* What the task asks *
The answer is to be an exact copy of the lines below running from the line with "use crate::config::WarehouseConfig;" down to the line with "let mut manager = StockManager::new();", both ends included, and nothing more.

:: Listed records

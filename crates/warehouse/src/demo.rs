//! The warehouse walkthrough: seed, list, provoke each failure kind, adjust.

use std::io::Write;

use stockroom_core::{ItemId, Quantity};
use stockroom_inventory::{ElectronicItem, GroceryItem, StockManager};

use crate::config::WarehouseConfig;
use crate::report::{describe_outcome, write_listing};
use crate::seed;

/// Run the full walkthrough, writing listings and reports to `out`.
///
/// Inventory failures are reported and the run carries on; only output errors
/// abort it. Returns the manager in its final state.
pub fn run(config: &WarehouseConfig, out: &mut impl Write) -> anyhow::Result<StockManager> {
    let mut manager = StockManager::new();

    // Seeding failures point at bad seed data; report them distinctly.
    if let Err(e) = manager.seed(seed::electronics()?, seed::groceries(config.today)?) {
        tracing::error!(error = %e, "seeding failed");
        writeln!(out, "[SeedData] {e}")?;
    }

    write_listing(out, "Grocery Items", manager.groceries(), config.report_format)?;
    write_listing(out, "Electronic Items", manager.electronics(), config.report_format)?;

    writeln!(out, "== Triggering Errors ==")?;

    let tablet = ElectronicItem::new(ItemId::new(1), "Tablet", Quantity::new(5)?, "Apple", 12);
    if let Err(e) = manager.add_item(tablet) {
        tracing::warn!(error = %e, "duplicate item rejected");
        writeln!(out, "[Duplicate] {e}")?;
    }

    let removal = manager.remove_item_by_id::<GroceryItem>(&ItemId::new(999));
    writeln!(out, "[RemoveItem] {}", describe_outcome(&removal))?;

    if let Err(e) = manager.groceries_mut().update_quantity(&ItemId::new(100), -5) {
        tracing::warn!(error = %e, kind = ?e.kind(), "quantity update rejected");
        writeln!(out, "[UpdateQuantity] {e}")?;
    }

    writeln!(out)?;
    writeln!(out, "== Stock Adjustments ==")?;
    let outcomes = [
        manager.increase_stock::<ElectronicItem>(&ItemId::new(2), 5),
        manager.increase_stock::<GroceryItem>(&ItemId::new(101), -10),
    ];
    for outcome in &outcomes {
        writeln!(out, "[IncreaseStock] {}", describe_outcome(outcome))?;
    }
    writeln!(out)?;

    write_listing(out, "Grocery Items", manager.groceries(), config.report_format)?;
    write_listing(out, "Electronic Items", manager.electronics(), config.report_format)?;

    Ok(manager)
}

::::

* Solution for this task *
use crate::config::WarehouseConfig;
use crate::report::{describe_outcome, write_listing};
use crate::seed;

/// Run the full walkthrough, writing listings and reports to `out`.
///
/// Inventory failures are reported and the run carries on; only output errors
/// abort it. Returns the manager in its final state.
pub fn run(config: &WarehouseConfig, out: &mut impl Write) -> anyhow::Result<StockManager> {
    let mut manager = StockManager::new();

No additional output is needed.